Sappiamo tutti che in Italia l’applicazione di car sharing UberPop è stata bloccata  [8]e che Airbnb è fortemente contestato. Ma che siate d’accordo o meno con questa avanzata della sharing economy l’apprezzamento crescente per questi siti da parte dei viaggiatori testimonia che ci troviamo di fronte a un cambiamento epocale da cui non si torna indietro.

I tassisti italiani si sono battuti contro Uber e hanno vinto la loro battaglia, togliendo al pubblico un servizio reputato da molti utile e conveniente. Per il momento.

Sono tanti anche quelli che si scagliano contro Airbnb: l’Italia è subito schizzata tra i paesi con più alloggi Airbnb ma la nostra normativa e il nostro fisco sono chiaramente ancora incapaci di gestire l’economia della condivisione.

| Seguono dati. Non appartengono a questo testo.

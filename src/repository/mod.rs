//! Record storage for users and expenses.
//!
//! Handlers talk to the [`UserRepository`] and [`ExpenseRepository`] traits;
//! [`memory`] provides the in-process implementation used by the binary and
//! the tests.

pub mod memory;

use crate::error::Result;
use async_trait::async_trait;
use chrono::{DateTime, Utc};
use serde::{Deserialize, Serialize};
use std::collections::BTreeMap;
use uuid::Uuid;

pub use memory::{InMemoryExpenseRepository, InMemoryUserRepository};

/// Registered user
#[derive(Debug, Clone)]
pub struct User {
    pub user_id: String,
    pub user_name: String,
    /// Argon2 PHC string
    pub password_hash: String,
}

/// Expense record
#[derive(Debug, Clone, PartialEq, Serialize, Deserialize)]
pub struct Expense {
    pub id: Uuid,
    /// Owner identity
    pub user_id: String,
    pub amount: f64,
    pub currency: String,
    pub category: String,
    pub description: String,
    pub timestamp: DateTime<Utc>,
}

/// Expense query scoped to one owner
#[derive(Debug, Clone)]
pub struct ExpenseFilter {
    pub user_id: String,
    pub category: Option<String>,
    pub currency: Option<String>,
    /// Inclusive lower bound
    pub from: Option<DateTime<Utc>>,
    /// Exclusive upper bound
    pub until: Option<DateTime<Utc>>,
    pub limit: usize,
    pub offset: usize,
}

impl ExpenseFilter {
    pub fn for_user(user_id: impl Into<String>) -> Self {
        Self {
            user_id: user_id.into(),
            category: None,
            currency: None,
            from: None,
            until: None,
            limit: usize::MAX,
            offset: 0,
        }
    }

    /// Whether `expense` satisfies every condition except pagination
    pub fn matches(&self, expense: &Expense) -> bool {
        expense.user_id == self.user_id
            && self.category.as_ref().map_or(true, |c| &expense.category == c)
            && self.currency.as_ref().map_or(true, |c| &expense.currency == c)
            && self.from.map_or(true, |from| expense.timestamp >= from)
            && self.until.map_or(true, |until| expense.timestamp < until)
    }
}

#[async_trait]
pub trait UserRepository: Send + Sync {
    /// Store a new user; fails with `Conflict` if the name is taken
    async fn create(&self, user: User) -> Result<User>;

    async fn find_by_name(&self, user_name: &str) -> Result<Option<User>>;
}

#[async_trait]
pub trait ExpenseRepository: Send + Sync {
    async fn insert(&self, expense: Expense) -> Result<Expense>;

    /// Fetch an expense owned by `user_id`
    async fn get(&self, user_id: &str, id: Uuid) -> Result<Option<Expense>>;

    /// Replace an existing expense with the same id and owner.
    /// Returns `None` if there is none.
    async fn update(&self, expense: Expense) -> Result<Option<Expense>>;

    /// Returns whether an expense was removed
    async fn delete(&self, user_id: &str, id: Uuid) -> Result<bool>;

    /// Matching expenses ordered by timestamp, then paginated
    async fn list(&self, filter: &ExpenseFilter) -> Result<Vec<Expense>>;

    /// Sum of amounts per category over all matching expenses
    async fn summarize(&self, filter: &ExpenseFilter) -> Result<BTreeMap<String, f64>>;
}
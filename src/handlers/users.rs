use super::AppState;
use crate::auth::password::{hash_password, verify_decoy, verify_password};
use crate::auth::Identity;
use crate::error::{Result, ServiceError};
use crate::repository::User;
use axum::{
    extract::{rejection::JsonRejection, State},
    http::StatusCode,
    response::IntoResponse,
    Json,
};
use serde::{Deserialize, Serialize};
use tracing::{debug, info, warn};
use uuid::Uuid;

#[derive(Debug, Deserialize)]
pub struct Credentials {
    pub user_name: String,
    pub password: String,
}

#[derive(Debug, Serialize)]
pub struct AuthResponse {
    pub user: String,
    pub user_id: String,
    pub token: String,
}

fn credentials(payload: std::result::Result<Json<Credentials>, JsonRejection>) -> Result<Credentials> {
    let Json(credentials) = payload.map_err(|e| ServiceError::BadRequest(e.body_text()))?;
    if credentials.user_name.trim().is_empty() || credentials.password.is_empty() {
        return Err(ServiceError::BadRequest(
            "user_name and password are required".to_string(),
        ));
    }
    Ok(credentials)
}

/// `POST /api/v1/signup`
pub async fn signup(
    State(state): State<AppState>,
    payload: std::result::Result<Json<Credentials>, JsonRejection>,
) -> Result<impl IntoResponse> {
    let Credentials {
        user_name,
        password,
    } = credentials(payload)?;

    let password_hash = tokio::task::spawn_blocking(move || hash_password(&password))
        .await
        .map_err(|e| ServiceError::Internal(format!("password hashing task failed: {}", e)))??;

    let user = state
        .users
        .create(User {
            user_id: Uuid::new_v4().to_string(),
            user_name,
            password_hash,
        })
        .await?;

    let token = state.issuer.issue(&Identity::new(user.user_id.clone()))?;
    info!(user_id = %user.user_id, "User signed up");

    Ok((
        StatusCode::CREATED,
        Json(AuthResponse {
            user: user.user_name,
            user_id: user.user_id,
            token,
        }),
    ))
}

/// `POST /api/v1/login`
pub async fn login(
    State(state): State<AppState>,
    payload: std::result::Result<Json<Credentials>, JsonRejection>,
) -> Result<impl IntoResponse> {
    let Credentials {
        user_name,
        password,
    } = credentials(payload)?;

    let user = state.users.find_by_name(&user_name).await?;

    // Unknown names still pay for one Argon2 verification
    let stored_hash = user.as_ref().map(|u| u.password_hash.clone());
    let verified = tokio::task::spawn_blocking(move || match stored_hash {
        Some(hash) => verify_password(&password, &hash),
        None => verify_decoy(&password),
    })
    .await
    .map_err(|e| ServiceError::Internal(format!("password check task failed: {}", e)))?;

    let user = match user {
        Some(user) if verified => user,
        Some(user) => {
            warn!(user_id = %user.user_id, "Login with wrong password");
            return Err(ServiceError::InvalidCredentials);
        }
        None => {
            debug!("Login for unknown user");
            return Err(ServiceError::InvalidCredentials);
        }
    };

    let token = state.issuer.issue(&Identity::new(user.user_id.clone()))?;
    info!(user_id = %user.user_id, "User logged in");

    Ok((
        StatusCode::OK,
        Json(AuthResponse {
            user: user.user_name,
            user_id: user.user_id,
            token,
        }),
    ))
}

Certo, ci si può opporre a tutto, da Airbnb a TripAdvisor, ma il mondo, la Rete e i viaggiatori non si possono né fermare né imbavagliare. Chi non si adatta alle loro necessità e ai nuovi scenari muore: è una regola antica quanto il mondo e si chiama “selezione naturale”.

Il modo per ritagliarsi uno spazio nonostante il dilagare di questi nuovi servizi travel c’è e resta sempre lo stesso: fare il proprio lavoro nel miglior modo possibile, essere trasparenti e ascoltare gli ospiti mettendo le loro esigenze al centro del nostro lavoro.

Ci sarà sempre chi preferisce le comodità dell’hotel a quelle di un appartamento, ma bisogna saper fare in modo che i vantaggi siano sempre chiari e tangibili, altrimenti i viaggiatori ci metteranno un attimo per rivolgersi da qualche altra parte, a un altro hotel o magari ad Airbnb.

La sharing economy a molti fa paura quanto una volta facevano paura le OTA, ma è il momento di scrollarsi via di dosso i timori e andare avanti, nella consapevolezza che magari sarà necessario anche cambiare.